Justine Modica, a postdoctoral fellow in history at Cornell University, is writing a book on the history of childcare labor in America. She says the childcare industry has been unstable for decades.

“The American Rescue Plan Act (ARPA) offered a lifeline to the industry, but it did not repair its fundamental structural flaw: the full cost of high-quality care cannot be absorbed by the market.

“Yes, another cash infusion into the industry will help, but it’s a short-term solution. As soon as funds dry up, workers will be forced to leave the field to seek employment elsewhere, often in higher-paying minimum-wage jobs.
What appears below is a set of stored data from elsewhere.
#[cfg(test)]
mod tests {
    use alloc::collections::BTreeMap;

    use super::*;
    use crate::config::Config;
    use crate::test_util::{
        deliver_pong, drain_all_sends, test_router, ADDR_A, ADDR_B, ADDR_C, ADDR_SELF, DEST,
    };
    use crate::time::Duration;
    use crate::types::scale_unit;
    use crate::wire::{Decode, Encode, Message};

    fn reply(addr: NodeAddress, queue: u8, energy_pct: u8, hop: u8, lq: f32) -> (NodeAddress, Pong) {
        (
            addr,
            Pong::new(
                queue,
                hop,
                energy_pct as f32 / 100.0,
                lq,
                ADDR_SELF,
                addr,
            ),
        )
    }

    fn pick(replies: &[(NodeAddress, Pong)]) -> Option<NodeAddress> {
        let map: BTreeMap<NodeAddress, Pong> = replies.iter().copied().collect();
        best_candidate(map.iter())
    }

    #[test]
    fn test_scoring_prefers_good_channel_at_equal_hop() {
        // Best queue and link quality at equal-or-better hop must win.
        let winner = pick(&[
            reply(ADDR_A, 2, 80, 1, 0.9),
            reply(ADDR_B, 5, 90, 1, 0.5),
            reply(ADDR_C, 1, 40, 2, 0.9),
        ]);
        assert_eq!(winner, Some(ADDR_A));
    }

    #[test]
    fn test_scoring_deterministic() {
        let replies = [
            reply(ADDR_A, 3, 70, 2, 0.6),
            reply(ADDR_B, 1, 95, 1, 0.8),
            reply(ADDR_C, 0, 100, 3, 0.7),
        ];
        let first = pick(&replies);
        for _ in 0..10 {
            assert_eq!(pick(&replies), first);
        }
    }

    #[test]
    fn test_tie_breaks_by_hop_then_queue_then_address() {
        // Identical metrics except hop: lower hop has the higher score
        // already, so craft a genuine score tie across different hops is
        // not possible with these weights; check the explicit tie chain on
        // fully identical metrics instead.
        let winner = pick(&[
            reply(ADDR_B, 2, 80, 1, 0.9),
            reply(ADDR_A, 2, 80, 1, 0.9),
            reply(ADDR_C, 2, 80, 1, 0.9),
        ]);
        assert_eq!(winner, Some(ADDR_A.min(ADDR_B).min(ADDR_C)));

        // Equal score via equal fields but different queue is a different
        // score; queue tie-break needs equal score first, which identical
        // metrics guarantee.
        let winner = pick(&[reply(ADDR_B, 2, 80, 1, 0.9), reply(ADDR_A, 2, 80, 1, 0.9)]);
        assert_eq!(winner, Some(ADDR_A));
    }

    #[test]
    fn test_empty_replies_no_candidate() {
        assert_eq!(pick(&[]), None);
    }

    #[test]
    fn test_select_opens_probe_and_sends_ping() {
        let mut router = test_router(Config::default());
        let outcome = router.select_relay(DEST, Timestamp::ZERO);
        assert_eq!(outcome, SelectOutcome::Pending);

        // A second call while the probe is open does not start another.
        assert_eq!(
            router.select_relay(DEST, Timestamp::ZERO),
            SelectOutcome::Pending
        );

        let sent = drain_all_sends(&mut router, Timestamp::from_millis(20));
        assert_eq!(sent.len(), 1);
        assert_eq!(sent[0].dest, BROADCAST_ADDRESS);
        match Message::decode_from_slice(&sent[0].payload).unwrap() {
            Message::Ping(ping) => {
                assert_eq!(ping.origin, ADDR_SELF);
                assert_eq!(ping.packet_count, 1);
            }
            other => panic!("expected Ping, got {:?}", other),
        }
    }

    #[test]
    fn test_probe_completion_caches_decision() {
        let mut router = test_router(Config::default());
        router.select_relay(DEST, Timestamp::ZERO);

        let t = Timestamp::from_millis(2);
        deliver_pong(&mut router, Pong::new(2, 1, 0.8, 0.9, ADDR_SELF, ADDR_A), t);
        deliver_pong(&mut router, Pong::new(5, 1, 0.9, 0.5, ADDR_SELF, ADDR_B), t);

        // Past the jitter bound plus the wait window, the probe closes.
        router.handle_timer(Timestamp::from_millis(30));
        assert_eq!(
            router.select_relay(DEST, Timestamp::from_millis(31)),
            SelectOutcome::Ready(ADDR_A)
        );
    }

    #[test]
    fn test_zero_replies_is_no_route() {
        let mut router = test_router(Config::default());
        router.select_relay(DEST, Timestamp::ZERO);
        router.handle_timer(Timestamp::from_millis(30));

        // The probe record is gone, not leaked: a new selection opens a
        // fresh probe rather than reporting a stale pending one.
        assert_eq!(
            router.select_relay(DEST, Timestamp::from_millis(31)),
            SelectOutcome::Pending
        );
    }

    #[test]
    fn test_late_pong_discarded() {
        let mut router = test_router(Config::default());
        router.select_relay(DEST, Timestamp::ZERO);
        router.handle_timer(Timestamp::from_millis(30));

        // Window closed at ~probe_wait; this reply is late.
        deliver_pong(
            &mut router,
            Pong::new(0, 1, 1.0, 1.0, ADDR_SELF, ADDR_A),
            Timestamp::from_millis(40),
        );
        // No decision appeared out of the late reply.
        assert!(matches!(
            router.select_relay(DEST, Timestamp::from_millis(41)),
            SelectOutcome::Pending
        ));
    }

    #[test]
    fn test_overheard_pong_for_other_prober_ignored() {
        let mut router = test_router(Config::default());
        router.select_relay(DEST, Timestamp::ZERO);
        // Reply addressed to a different prober.
        deliver_pong(
            &mut router,
            Pong::new(0, 1, 1.0, 1.0, ADDR_B, ADDR_A),
            Timestamp::from_millis(2),
        );
        router.handle_timer(Timestamp::from_millis(30));
        // Zero usable replies: no cached decision.
        assert_ne!(
            router.select_relay(DEST, Timestamp::from_millis(31)),
            SelectOutcome::Ready(ADDR_A)
        );
    }

    #[test]
    fn test_ping_triggers_pong_with_metrics() {
        let mut router = test_router(Config::default());
        // Become reached at hop 2 and observe the prober's link quality.
        crate::test_util::deliver_hello(&mut router, 1, ADDR_A, Timestamp::ZERO);
        drain_all_sends(&mut router, Timestamp::from_millis(20));
        router.set_residual_energy(0.5);

        let ping = Message::Ping(Ping {
            packet_count: 4,
            origin: ADDR_A,
        });
        router.handle_control(
            &ping.encode_to_vec(),
            ADDR_A,
            Some(0.75),
            Timestamp::from_millis(25),
        );
        let sent = drain_all_sends(&mut router, Timestamp::from_millis(50));
        assert_eq!(sent.len(), 1);
        assert_eq!(sent[0].dest, ADDR_A);
        match Message::decode_from_slice(&sent[0].payload).unwrap() {
            Message::Pong(pong) => {
                assert_eq!(pong.origin, ADDR_SELF);
                assert_eq!(pong.destination, ADDR_A);
                assert_eq!(pong.hop_count, 2);
                assert_eq!(pong.energy, scale_unit(0.5));
                assert_eq!(pong.link_quality, scale_unit(0.75));
            }
            other => panic!("expected Pong, got {:?}", other),
        }
    }

    #[test]
    fn test_pong_reports_transport_backlog() {
        let mut router = test_router(Config::default());
        router.transport().set_queue_depth(5);

        let ping = Message::Ping(Ping {
            packet_count: 1,
            origin: ADDR_A,
        });
        router.handle_control(&ping.encode_to_vec(), ADDR_A, None, Timestamp::ZERO);
        let sent = drain_all_sends(&mut router, Timestamp::from_millis(20));
        match Message::decode_from_slice(&sent[0].payload).unwrap() {
            Message::Pong(pong) => assert_eq!(pong.queue, 5),
            other => panic!("expected Pong, got {:?}", other),
        }
    }

    #[test]
    fn test_cached_decision_expires_with_relay() {
        let mut router = test_router(Config::default());
        let now = Timestamp::ZERO;
        router.touch_neighbor(ADDR_A, now);
        router.cache_route(DEST, ADDR_A, now);
        assert_eq!(router.select_relay(DEST, now), SelectOutcome::Ready(ADDR_A));

        // Once the relay's liveness lapses the cache must not serve it.
        let stale = now + Config::default().neighbor_lifetime + Duration::from_millis(1);
        assert_ne!(
            router.select_relay(DEST, stale),
            SelectOutcome::Ready(ADDR_A)
        );
    }
}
Twenty-five to forty percent of America’s childcare workers leave their jobs each year, and this has been the case for the past thirty to forty years.

“In 1971, Congress passed the Comprehensive Child Development Act (CCDA), which would have laid the groundwork for a universal childcare system. Unfortunately, it was vetoed by President Nixon. If we want to stabilize the childcare system so that workers can stay in the industry and families can secure affordable, high-quality care, we need to consider universal approaches like the CCDA.”

Cathy Creighton

Director of Cornell University ILR Buffalo Co-Lab

Cathy Creighton, director of Cornell’s School of Industrial and Labor Relations Buffalo Co-Lab, co-authored of a 2022 report on New York State’s child care industry.

“While state increases in childcare support helped prevent a complete meltdown of the industry, it has not moved the childcare industry forward. Our initial findings show that the childcare workforce has not grown and that the number of providers is only marginally better. 

“Without federal support, we can expect that states won’t have the budgets to pay childcare subsidies. Which means that providers won’t be able to hire workers, costs will skyrocket, parents can’t go to work and women will likely be disproportionately impacted.”